Summarization

Overview

The term Summarization refers to aggregating identification features and quantitative values as data move from one hierarchical level to the next (i.e., PSM/precursor -> peptide -> protein).

Summarization functions are provided as to_* methods, such as to_peptide, to_protein, and to_ptm.

The Summarization process generally involves:

Feature selection
Selecting features to include in the aggregation based on criteria such as peptide type (unique/shared), precursor isolation purity, or abundance.
Intensity aggregation
Aggregation of quantification values using methods like median, mean, or sum.
Computing identification confidence scores (PEP, q-value) at the new level when possible.
Calculating PEP and q-values for the aggregated features using appropriate methods.

`to_peptide()`

to_peptide() function takes:

MuData containing psm level modality

and returns

MuData with peptide level modality

This step aggregates PSMs and their quantification values by peptide (non-redundant modified peptide). Peptide-level PEP is calculated with best_pep method by default and peptide-level q-values are computed using a conservative approach when decoy information is available.

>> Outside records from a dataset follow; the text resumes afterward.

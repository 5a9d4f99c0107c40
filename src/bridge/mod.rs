//! Session-multiplexed loopback bridge between a UI surface and this process.
//!
//! [`BridgeServer`] is the single authority for bridge sessions. It owns the
//! listener (bound once, to an ephemeral loopback port), the session registry
//! and the process-wide keepalive timer. Each session is reached under
//! `/bridge/{session_id}/…` with its own token; see [`crate::routes`].
//!
//! ## Concurrency
//!
//! The registry is behind an `RwLock`. Authorisation takes a read lock;
//! subscribe, broadcast and removal take the write lock only long enough to
//! touch the subscriber map. Handlers run with no lock held.

pub mod handlers;
pub mod message;
pub mod session;

use std::collections::HashMap;
use std::net::{Ipv4Addr, SocketAddr};
use std::sync::atomic::{AtomicU64, Ordering};
use std::sync::Arc;
use std::time::Duration;

use axum::Router;
use serde::Serialize;
use serde_json::Value;
use tokio::net::TcpListener;
use tokio::sync::{mpsc, Mutex, RwLock};
use tokio::task::JoinHandle;
use tokio_util::sync::CancellationToken;
use tracing::{debug, info, warn};
use uuid::Uuid;

use crate::auth::{generate_token, token_matches};
use crate::config::BridgeConfig;
use crate::error::BridgeError;
use handlers::BridgeHandlers;
use message::ReplyEnvelope;
use session::{BridgeSession, Frame, Subscription, SUBSCRIBER_QUEUE};

/// What a UI surface needs to reach its session.
#[derive(Debug, Clone, Serialize)]
#[serde(rename_all = "camelCase")]
pub struct SessionInfo {
    pub id: String,
    /// `http://127.0.0.1:<port>/bridge/<id>`; append `/events` or `/send`.
    pub base_url: String,
    pub token: String,
}

/// How long `stop` waits for open connections to drain.
const SHUTDOWN_GRACE: Duration = Duration::from_secs(5);

struct Running {
    addr: SocketAddr,
    shutdown: CancellationToken,
    server_task: JoinHandle<()>,
    keepalive_task: JoinHandle<()>,
}

struct Inner {
    config: BridgeConfig,
    sessions: RwLock<HashMap<String, BridgeSession>>,
    running: Mutex<Option<Running>>,
    next_subscriber: AtomicU64,
}

/// Loopback HTTP + SSE listener and session registry.
///
/// Cloneable; all clones share the same registry and listener.
#[derive(Clone)]
pub struct BridgeServer {
    inner: Arc<Inner>,
}

impl BridgeServer {
    pub fn new(config: BridgeConfig) -> Self {
        Self {
            inner: Arc::new(Inner {
                config,
                sessions: RwLock::new(HashMap::new()),
                running: Mutex::new(None),
                next_subscriber: AtomicU64::new(1),
            }),
        }
    }

    pub fn config(&self) -> &BridgeConfig {
        &self.inner.config
    }

    /// Axum router serving the bridge routes against this registry.
    pub fn router(&self) -> Router {
        crate::routes::router(self.clone())
    }

    /// Bind `127.0.0.1:0`, start serving and start the keepalive timer.
    ///
    /// Idempotent: later calls return the address bound by the first.
    pub async fn start(&self) -> Result<SocketAddr, BridgeError> {
        let mut running = self.inner.running.lock().await;
        if let Some(r) = running.as_ref() {
            return Ok(r.addr);
        }

        let listener = TcpListener::bind((Ipv4Addr::LOCALHOST, 0))
            .await
            .map_err(BridgeError::Bind)?;
        let addr = listener.local_addr().map_err(BridgeError::Bind)?;
        let shutdown = CancellationToken::new();

        let app = self.router();
        let server_shutdown = shutdown.clone();
        let server_task = tokio::spawn(async move {
            if let Err(e) = axum::serve(listener, app)
                .with_graceful_shutdown(server_shutdown.cancelled_owned())
                .await
            {
                warn!("Bridge server error: {e}");
            }
        });

        let keepalive_task = tokio::spawn(keepalive_loop(self.clone(), shutdown.clone()));

        info!("Bridge listening on http://{addr}");
        *running = Some(Running {
            addr,
            shutdown,
            server_task,
            keepalive_task,
        });
        Ok(addr)
    }

    /// Address bound by [`start`](Self::start), if running.
    pub async fn local_addr(&self) -> Option<SocketAddr> {
        self.inner.running.lock().await.as_ref().map(|r| r.addr)
    }

    /// Stop the listener and keepalive timer and close every session.
    pub async fn stop(&self) {
        let running = self.inner.running.lock().await.take();
        let ids: Vec<String> = self.inner.sessions.read().await.keys().cloned().collect();
        for id in ids {
            self.remove_session(&id).await;
        }
        if let Some(r) = running {
            r.shutdown.cancel();
            r.keepalive_task.abort();
            let abort = r.server_task.abort_handle();
            if tokio::time::timeout(SHUTDOWN_GRACE, r.server_task)
                .await
                .is_err()
            {
                warn!("Bridge server did not drain within {SHUTDOWN_GRACE:?}, aborting");
                abort.abort();
            }
            info!("Bridge stopped");
        }
    }

    /// Register a new session with fresh id and token.
    ///
    /// The server must be started so the returned URL carries a real port.
    pub async fn create_session(
        &self,
        handlers: Arc<dyn BridgeHandlers>,
    ) -> Result<SessionInfo, BridgeError> {
        let addr = self.local_addr().await.ok_or(BridgeError::NotStarted)?;
        let token = generate_token();
        let mut sessions = self.inner.sessions.write().await;
        let id = loop {
            let candidate = Uuid::new_v4().to_string();
            if !sessions.contains_key(&candidate) {
                break candidate;
            }
        };
        sessions.insert(id.clone(), BridgeSession::new(token.clone(), handlers));
        drop(sessions);

        info!(session_id = %id, "Bridge session created");
        Ok(SessionInfo {
            base_url: format!("http://{addr}/bridge/{id}"),
            id,
            token,
        })
    }

    /// Close every subscriber of `session_id` and forget the session.
    ///
    /// Returns whether a session was removed; calling it again is a no-op.
    pub async fn remove_session(&self, session_id: &str) -> bool {
        let removed = self.inner.sessions.write().await.remove(session_id);
        match removed {
            Some(mut session) => {
                session.close();
                info!(session_id, "Bridge session removed");
                true
            }
            None => false,
        }
    }

    pub async fn session_count(&self) -> usize {
        self.inner.sessions.read().await.len()
    }

    pub async fn subscriber_count(&self, session_id: &str) -> usize {
        self.inner
            .sessions
            .read()
            .await
            .get(session_id)
            .map_or(0, BridgeSession::subscriber_count)
    }

    /// Check `token` for `session_id` and return the session's handlers.
    ///
    /// Unknown sessions and mismatched or missing tokens are the same error.
    pub async fn authorize(
        &self,
        session_id: &str,
        token: Option<&str>,
    ) -> Result<Arc<dyn BridgeHandlers>, BridgeError> {
        let sessions = self.inner.sessions.read().await;
        match sessions.get(session_id) {
            Some(session) if token_matches(&session.token, token) => {
                Ok(Arc::clone(&session.handlers))
            }
            _ => Err(BridgeError::Unauthorized),
        }
    }

    /// Register a new SSE subscriber. The `connected` frame is already queued
    /// on the returned subscription.
    pub async fn subscribe(
        &self,
        session_id: &str,
        token: Option<&str>,
    ) -> Result<Subscription, BridgeError> {
        let mut sessions = self.inner.sessions.write().await;
        let session = sessions
            .get_mut(session_id)
            .filter(|s| token_matches(&s.token, token))
            .ok_or(BridgeError::Unauthorized)?;

        let subscriber_id = self.inner.next_subscriber.fetch_add(1, Ordering::Relaxed);
        let (tx, rx) = mpsc::channel(SUBSCRIBER_QUEUE);
        // Fresh queue with a live receiver, so this cannot fail.
        let _ = tx.try_send(Frame::Connected {
            session_id: session_id.to_string(),
        });
        session.add_subscriber(subscriber_id, tx);
        debug!(
            session_id,
            subscriber_id,
            subscribers = session.subscriber_count(),
            "SSE subscriber attached"
        );
        drop(sessions);

        Ok(Subscription::new(
            session_id.to_string(),
            subscriber_id,
            rx,
            self.clone(),
        ))
    }

    pub(crate) async fn remove_subscriber(&self, session_id: &str, subscriber_id: u64) {
        let mut sessions = self.inner.sessions.write().await;
        if let Some(session) = sessions.get_mut(session_id) {
            if session.remove_subscriber(subscriber_id) {
                debug!(session_id, subscriber_id, "SSE subscriber detached");
            }
        }
    }

    /// Fan `frame` out to every current subscriber of one session.
    ///
    /// Frames to a session with no subscribers (or no such session) are dropped.
    pub async fn broadcast(&self, session_id: &str, frame: &Frame) -> usize {
        let mut sessions = self.inner.sessions.write().await;
        sessions
            .get_mut(session_id)
            .map_or(0, |session| session.send_all(frame))
    }

    /// Broadcast a reply envelope.
    pub async fn reply(&self, session_id: &str, envelope: &ReplyEnvelope) -> usize {
        self.broadcast(session_id, &Frame::Message(envelope.to_value()))
            .await
    }

    /// Push an unsolicited `message` frame (e.g. chat output) to a session.
    pub async fn notify(&self, session_id: &str, payload: Value) -> usize {
        self.broadcast(session_id, &Frame::Message(payload)).await
    }

    /// Send one keepalive comment to every subscriber of every session,
    /// pruning subscribers whose stream is gone.
    pub async fn keepalive_tick(&self) {
        let mut sessions = self.inner.sessions.write().await;
        for session in sessions.values_mut() {
            session.send_all(&Frame::Ping);
        }
    }
}

async fn keepalive_loop(server: BridgeServer, shutdown: CancellationToken) {
    let mut interval = tokio::time::interval(server.config().keepalive_interval());
    // First tick completes immediately.
    interval.tick().await;
    loop {
        tokio::select! {
            () = shutdown.cancelled() => break,
            _ = interval.tick() => server.keepalive_tick().await,
        }
    }
}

For quantification aggregation, the default method is median, and an optional top_n argument can be used to restrict aggregation using top N (e.g., top 3) features within each peptide. Feature ranking is based on median_intensity unless specified otherwise.

In TMT studies, PSMs with low precursor isolation purity may be excluded prior to quantification aggregation to remove spectra with low quantitative accuracy. Precursor isolation purity should be computed with mm.pp.compute_precursor_isolation_purity() before calling to_peptide(). A purity_threshold (commonly 0.7) can be applied during aggregation.

Note that filtering by top_n or purity_threshold affects quantification aggregation only and does not modify identification feature aggregation.

mdata = mm.pp.to_peptide(
    mdata,
    agg_method="median",            # default
    purity_threshold=0.7,           # for tmt data
    top_n=None,                     # default
    rank_method="median_intensity",  # default
    )

`to_protein()`

to_protein() function takes:

MuData containing peptide modality with inferred protein_group and peptide_type

and returns:

MuData with protein level modality

Protein-level summarization requires the protein_group and peptide_type columns, which are generated by mm.pp.infer_protein() from peptide-level data. Details are provided in the Protein Inference section. Briefly:

protein_group contains the inferred proteins for each peptide.
peptide_type indicates whether a peptide is "unique" or "shared".

Only "unique" peptides are used for protein group intensity aggregation; "shared" peptides are excluded.

As in peptide-level aggregation, protein group level PEP and q-value are computed when possible.

The default settings use top_n=3 with ranking by median_intensity, so only the top three peptides per protein group contribute to quantification.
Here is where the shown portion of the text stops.